┌──
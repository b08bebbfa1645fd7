// src/authorizer/pools.rs

//! Routing from an authorizer kind to its channel pool

use super::{
    Authorizer, AuthorizerKind, BrokerChannel, PrivilegedChannel, ShellChannel,
    UnprivilegedChannel,
};
use crate::device::Device;
use crate::error::{Error, Result};
use crate::recycle::{DEFAULT_RECYCLE_DELAY, RecycleFactory, Recycler, RecyclerManager};
use parking_lot::Mutex;
use std::collections::HashMap;
use std::path::PathBuf;
use std::sync::Arc;
use std::time::Duration;
use tracing::debug;

/// Where the backends live
#[derive(Debug, Clone)]
pub struct PoolOptions {
    /// Command that opens a root shell
    pub su_command: String,
    pub shizuku_socket: PathBuf,
    pub dhizuku_socket: PathBuf,
    pub recycle_delay: Duration,
}

impl Default for PoolOptions {
    fn default() -> Self {
        Self {
            su_command: "su".to_string(),
            shizuku_socket: PathBuf::from("/dev/socket/shizuku"),
            dhizuku_socket: PathBuf::from("/dev/socket/dhizuku"),
            recycle_delay: DEFAULT_RECYCLE_DELAY,
        }
    }
}

impl PoolOptions {
    pub fn with_su_command(mut self, command: impl Into<String>) -> Self {
        self.su_command = command.into();
        self
    }

    pub fn with_shizuku_socket(mut self, path: impl Into<PathBuf>) -> Self {
        self.shizuku_socket = path.into();
        self
    }

    pub fn with_dhizuku_socket(mut self, path: impl Into<PathBuf>) -> Self {
        self.dhizuku_socket = path.into();
        self
    }

    pub fn with_recycle_delay(mut self, delay: Duration) -> Self {
        self.recycle_delay = delay;
        self
    }
}

struct ShellFactory {
    kind: AuthorizerKind,
    command: String,
}

impl RecycleFactory<dyn PrivilegedChannel> for ShellFactory {
    fn name(&self) -> &str {
        &self.command
    }

    fn make(&self) -> Result<Arc<dyn PrivilegedChannel>> {
        let channel: Arc<dyn PrivilegedChannel> =
            Arc::new(ShellChannel::new(self.kind, self.command.clone()));
        Ok(channel)
    }

    fn shutdown(&self, entity: &dyn PrivilegedChannel) -> Result<()> {
        entity.shutdown();
        Ok(())
    }
}

struct BrokerFactory {
    kind: AuthorizerKind,
    socket: PathBuf,
}

impl RecycleFactory<dyn PrivilegedChannel> for BrokerFactory {
    fn name(&self) -> &str {
        self.kind.as_str()
    }

    fn make(&self) -> Result<Arc<dyn PrivilegedChannel>> {
        let channel: Arc<dyn PrivilegedChannel> =
            Arc::new(BrokerChannel::new(self.kind, self.socket.clone()));
        Ok(channel)
    }

    fn shutdown(&self, entity: &dyn PrivilegedChannel) -> Result<()> {
        entity.shutdown();
        Ok(())
    }
}

struct UnprivilegedFactory {
    device: Arc<dyn Device>,
}

impl RecycleFactory<dyn PrivilegedChannel> for UnprivilegedFactory {
    fn name(&self) -> &str {
        "none"
    }

    fn make(&self) -> Result<Arc<dyn PrivilegedChannel>> {
        let channel: Arc<dyn PrivilegedChannel> =
            Arc::new(UnprivilegedChannel::new(Arc::clone(&self.device)));
        Ok(channel)
    }

    fn shutdown(&self, entity: &dyn PrivilegedChannel) -> Result<()> {
        entity.shutdown();
        Ok(())
    }
}

/// Every channel pool of the process
///
/// Shells are pooled per command line and brokers per kind, so two
/// sessions asking for the same backend share one live channel.
pub struct ChannelPools {
    options: PoolOptions,
    shells: RecyclerManager<String, dyn PrivilegedChannel>,
    brokers: RecyclerManager<AuthorizerKind, dyn PrivilegedChannel>,
    unprivileged: Recycler<dyn PrivilegedChannel>,
    overrides: Mutex<HashMap<AuthorizerKind, Recycler<dyn PrivilegedChannel>>>,
}

impl ChannelPools {
    pub fn new(device: Arc<dyn Device>, options: PoolOptions) -> Self {
        let delay = options.recycle_delay;
        Self {
            shells: RecyclerManager::with_delay(delay),
            brokers: RecyclerManager::with_delay(delay),
            unprivileged: Recycler::with_delay(UnprivilegedFactory { device }, delay),
            overrides: Mutex::new(HashMap::new()),
            options,
        }
    }

    pub fn options(&self) -> &PoolOptions {
        &self.options
    }

    /// Serve `kind` from a caller-provided pool instead of the built-in backend
    pub fn with_pool(self, kind: AuthorizerKind, pool: Recycler<dyn PrivilegedChannel>) -> Self {
        self.overrides.lock().insert(kind, pool);
        self
    }

    /// Pool serving `kind`
    ///
    /// `customize` is the shell command used by [`AuthorizerKind::Customize`].
    pub fn pool(
        &self,
        kind: AuthorizerKind,
        customize: Option<&str>,
    ) -> Result<Recycler<dyn PrivilegedChannel>> {
        if let Some(pool) = self.overrides.lock().get(&kind) {
            return Ok(pool.clone());
        }

        match kind {
            AuthorizerKind::Global => Err(Error::ConfigResolution(
                "authorizer 'global' reached the channel pools unresolved".to_string(),
            )),
            AuthorizerKind::None => Ok(self.unprivileged.clone()),
            AuthorizerKind::Root => Ok(self.shell(kind, &self.options.su_command)),
            AuthorizerKind::Customize => {
                let command = customize
                    .map(str::trim)
                    .filter(|c| !c.is_empty())
                    .ok_or_else(|| {
                        Error::ConfigResolution(
                            "customize authorizer has no command".to_string(),
                        )
                    })?;
                Ok(self.shell(kind, command))
            }
            AuthorizerKind::Shizuku => {
                Ok(self.broker(kind, self.options.shizuku_socket.clone()))
            }
            AuthorizerKind::Dhizuku => {
                Ok(self.broker(kind, self.options.dhizuku_socket.clone()))
            }
        }
    }

    fn shell(&self, kind: AuthorizerKind, command: &str) -> Recycler<dyn PrivilegedChannel> {
        self.shells.get(&command.to_string(), || ShellFactory {
            kind,
            command: command.to_string(),
        })
    }

    fn broker(&self, kind: AuthorizerKind, socket: PathBuf) -> Recycler<dyn PrivilegedChannel> {
        self.brokers.get(&kind, || BrokerFactory { kind, socket })
    }

    /// Authorizer bound to the pool for `kind`
    pub fn authorizer(&self, kind: AuthorizerKind, customize: Option<&str>) -> Result<Authorizer> {
        let pool = self.pool(kind, customize)?;
        debug!("Routing {} requests to pool {}", kind, pool.name());
        Ok(Authorizer::new(kind, pool))
    }

    /// Tear down every channel
    pub fn shutdown(&self) {
        self.shells.clear();
        self.brokers.clear();
        self.unprivileged.recycle_forcibly();
        for pool in self.overrides.lock().values() {
            pool.recycle_forcibly();
        }
    }
}
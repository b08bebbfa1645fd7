// src/cli/mod.rs
//! CLI definitions for sideloader
//!
//! Argument parsing only; the handlers live in the `commands` module.
//!
//! - `install` - Install APKs, split bundles or modules
//! - `uninstall` - Remove an installed package
//! - `config` - Manage install profiles, bindings and global preferences
//! - `init` - Create the database

use clap::{Parser, Subcommand};
use std::path::PathBuf;

mod config;

pub use config::ConfigCommands;

#[derive(Parser)]
#[command(name = "sideloader")]
#[command(version)]
#[command(about = "Install split APKs, bundles and modules through a privileged backend", long_about = None)]
pub struct Cli {
    /// Path to the database file
    #[arg(long, global = true)]
    pub db_path: Option<PathBuf>,

    /// Directory for downloads and extracted entries
    #[arg(long, global = true)]
    pub cache_dir: Option<PathBuf>,

    /// Log debug output
    #[arg(short, long, global = true)]
    pub verbose: bool,

    #[command(subcommand)]
    pub command: Commands,
}

#[derive(Subcommand)]
pub enum Commands {
    /// Install one or more APKs, split bundles or module archives
    Install {
        /// Files or http(s) URLs
        #[arg(required = true)]
        inputs: Vec<String>,

        /// Don't ask before installing over a differently-signed app
        #[arg(short, long)]
        yes: bool,

        /// Print progress as log lines instead of bars
        #[arg(long)]
        background: bool,

        /// Backend to install through (none, root, shizuku, dhizuku, customize)
        #[arg(long)]
        authorizer: Option<String>,

        /// Shell command for the customize backend
        #[arg(long)]
        customize: Option<String>,

        /// Package that requested the install; picks its bound config
        #[arg(long)]
        caller: Option<String>,

        /// Command used to open a root shell
        #[arg(long)]
        su: Option<String>,
    },

    /// Remove an installed package
    Uninstall {
        /// Package name
        package: String,

        /// Don't ask for confirmation
        #[arg(short, long)]
        yes: bool,

        /// Backend to uninstall through
        #[arg(long)]
        authorizer: Option<String>,

        /// Command used to open a root shell
        #[arg(long)]
        su: Option<String>,
    },

    /// Install profiles and preferences
    #[command(subcommand)]
    Config(ConfigCommands),

    /// Create the database and seed the device default profile
    Init,
}
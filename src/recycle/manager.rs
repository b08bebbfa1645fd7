// src/recycle/manager.rs

//! Keyed collection of recyclers
//!
//! Backends that can be reached through several variants (one shell per
//! `su` binary, one link per broker) get one [`Recycler`] per key, created
//! on demand.

use super::{RecycleFactory, Recycler};
use parking_lot::Mutex;
use std::collections::HashMap;
use std::hash::Hash;
use std::time::Duration;
use tracing::debug;

pub struct RecyclerManager<K, T: ?Sized> {
    recyclers: Mutex<HashMap<K, Recycler<T>>>,
    delay: Duration,
}

impl<K, T> RecyclerManager<K, T>
where
    K: Eq + Hash + Clone + std::fmt::Debug,
    T: ?Sized + Send + Sync + 'static,
{
    pub fn new() -> Self {
        Self::with_delay(super::DEFAULT_RECYCLE_DELAY)
    }

    /// Every pool created by this manager uses `delay`
    pub fn with_delay(delay: Duration) -> Self {
        Self {
            recyclers: Mutex::new(HashMap::new()),
            delay,
        }
    }

    /// Return the pool for `key`, building it with `factory` if absent
    pub fn get<F, Fac>(&self, key: &K, factory: F) -> Recycler<T>
    where
        F: FnOnce() -> Fac,
        Fac: RecycleFactory<T>,
    {
        let mut recyclers = self.recyclers.lock();
        recyclers
            .entry(key.clone())
            .or_insert_with(|| {
                debug!("RecyclerManager: new pool for {:?}", key);
                Recycler::with_delay(factory(), self.delay)
            })
            .clone()
    }

    /// Close and forget the pool for `key`
    pub fn remove(&self, key: &K) {
        let removed = self.recyclers.lock().remove(key);
        if let Some(recycler) = removed {
            recycler.close();
        }
    }

    /// Close every pool
    pub fn clear(&self) {
        let drained: Vec<_> = self.recyclers.lock().drain().map(|(_, r)| r).collect();
        for recycler in drained {
            recycler.close();
        }
    }

    pub fn len(&self) -> usize {
        self.recyclers.lock().len()
    }

    pub fn is_empty(&self) -> bool {
        self.recyclers.lock().is_empty()
    }
}

impl<K, T> Default for RecyclerManager<K, T>
where
    K: Eq + Hash + Clone + std::fmt::Debug,
    T: ?Sized + Send + Sync + 'static,
{
    fn default() -> Self {
        Self::new()
    }
}
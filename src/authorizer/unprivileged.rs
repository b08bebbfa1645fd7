// src/authorizer/unprivileged.rs

//! Backend for running without any privilege
//!
//! Install sessions are staged locally and handed to the platform's
//! user-confirmed install flow on commit. Anything that needs elevation
//! is refused with [`Error::CapabilityDenied`](crate::Error::CapabilityDenied).

use super::{
    AuthorizerKind, ChannelState, ExecOutput, InstallParams, PrivilegedChannel, UninstallFlags,
    denied,
};
use crate::device::Device;
use crate::error::{Error, Result};
use async_trait::async_trait;
use parking_lot::Mutex;
use std::collections::HashMap;
use std::path::{Path, PathBuf};
use std::sync::Arc;
use std::sync::atomic::{AtomicI32, Ordering};
use tracing::{debug, warn};

pub struct UnprivilegedChannel {
    device: Arc<dyn Device>,
    staged: Mutex<HashMap<i32, Vec<PathBuf>>>,
    next_id: AtomicI32,
}

impl UnprivilegedChannel {
    pub fn new(device: Arc<dyn Device>) -> Self {
        Self {
            device,
            staged: Mutex::new(HashMap::new()),
            next_id: AtomicI32::new(1),
        }
    }

    fn unknown_session(session_id: i32) -> Error {
        Error::InvalidState(format!("no staged install session {}", session_id))
    }
}

#[async_trait]
impl PrivilegedChannel for UnprivilegedChannel {
    fn kind(&self) -> AuthorizerKind {
        AuthorizerKind::None
    }

    fn state(&self) -> ChannelState {
        ChannelState::Connected
    }

    async fn connect(&self) -> Result<()> {
        Ok(())
    }

    async fn exec(&self, _argv: &[String]) -> Result<ExecOutput> {
        Err(denied(AuthorizerKind::None, "run commands"))
    }

    async fn create_install_session(&self, params: &InstallParams) -> Result<i32> {
        if params.all_users {
            return Err(denied(AuthorizerKind::None, "install for all users"));
        }
        let id = self.next_id.fetch_add(1, Ordering::Relaxed);
        self.staged.lock().insert(id, Vec::new());
        Ok(id)
    }

    async fn write_install_session(
        &self,
        session_id: i32,
        name: &str,
        path: &Path,
    ) -> Result<()> {
        let mut staged = self.staged.lock();
        let files = staged
            .get_mut(&session_id)
            .ok_or_else(|| Self::unknown_session(session_id))?;
        debug!("Staging {} for user-confirmed install", name);
        files.push(path.to_path_buf());
        Ok(())
    }

    async fn commit_install_session(&self, session_id: i32) -> Result<()> {
        let files = self
            .staged
            .lock()
            .remove(&session_id)
            .ok_or_else(|| Self::unknown_session(session_id))?;
        self.device.request_interactive_install(&files).await
    }

    async fn abandon_install_session(&self, session_id: i32) -> Result<()> {
        self.staged.lock().remove(&session_id);
        Ok(())
    }

    async fn uninstall(&self, package_name: &str, flags: UninstallFlags) -> Result<()> {
        if flags.keep_data() {
            warn!("Keeping data is not possible without privilege; ignoring");
        }
        self.device.request_interactive_uninstall(package_name).await
    }

    fn shutdown(&self) {
        self.staged.lock().clear();
    }
}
└──
Problem details:
Copy each line of the entries in which the string "true" is found.

The answer:
    #[arg(long, global = true)]
    #[arg(long, global = true)]
    #[arg(short, long, global = true)]
        #[arg(required = true)]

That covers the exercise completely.